Averroès était devenu en 2008 le premier lycée musulman sous contrat
L'établissement de 400 élèves, ouvert en 2003 avec le soutien de l'ex-UOIF (devenu Musulmans de France), est pointé du doigt pour un don qatari en 2014, un ouvrage religieux litigieux dans la bibliographie d'un enseignement spirituel et des irrégularités de gestion. La "commission de concertation pour l'enseignement privé", qui s'est réunie trois heures durant lundi, s'est prononcée en faveur de la résiliation du contrat avec l'État, ont indiqué deux sources proches du dossier.

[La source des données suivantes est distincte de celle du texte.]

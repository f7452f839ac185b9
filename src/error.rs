//! Error types for the load pipeline.
//!
//! Only the fetch and parser-resolution stages can fail. The extraction
//! heuristics are total: a missing title, content, or date degrades to an
//! empty or absent value, never an error.

/// Boxed transport error carried by fetch failures.
///
/// Fetchers other than the built-in HTTP client surface their own underlying
/// errors through this type.
pub type FetchSource = Box<dyn std::error::Error + Send + Sync + 'static>;

/// Error type for load operations.
#[derive(Debug, thiserror::Error)]
pub enum Error {
    /// Network or transport failure while retrieving the page.
    #[error("failed to fetch {url}: {source}")]
    Fetch {
        /// URL that was being fetched.
        url: String,
        /// Underlying transport error.
        #[source]
        source: FetchSource,
    },

    /// The source identifier does not parse as a URL.
    #[error("invalid source URL {url:?}: {source}")]
    InvalidUrl {
        /// The offending identifier.
        url: String,
        /// Parse failure reported by the `url` crate.
        #[source]
        source: url::ParseError,
    },

    /// HTML parsing failed.
    #[error("HTML parsing failed: {0}")]
    Parse(String),

    /// No HTML parsing capability is configured.
    #[error(
        "no HTML parser is available; enable the `dom` feature or supply one \
         with `WebLoader::builder().parser(..)`"
    )]
    ParserUnavailable,
}

impl Error {
    /// Wrap a transport error as a fetch failure for `url`.
    pub fn fetch(url: impl Into<String>, source: impl Into<FetchSource>) -> Self {
        Error::Fetch {
            url: url.into(),
            source: source.into(),
        }
    }
}

/// Result type alias for load operations.
pub type Result<T> = std::result::Result<T, Error>;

Sur ses 25 membres, dont neuf désignées par l'État, les autres étant des élus locaux et des représentants de l'enseignement privé, 16 ont voté pour et 9 se sont abstenus, a précisé une des deux sources. Fondé il y a 20 ans dans la foulée de l'interdiction du voile dans les lieux scolaires, Averroès est devenu en 2008 le premier lycée musulman à passer sous contrat, et se classe régulièrement depuis parmi les meilleurs de la région. Contactés par l'AFP, ni le ministère de l'Éducation ni celui de l'Intérieur n'ont donné suite.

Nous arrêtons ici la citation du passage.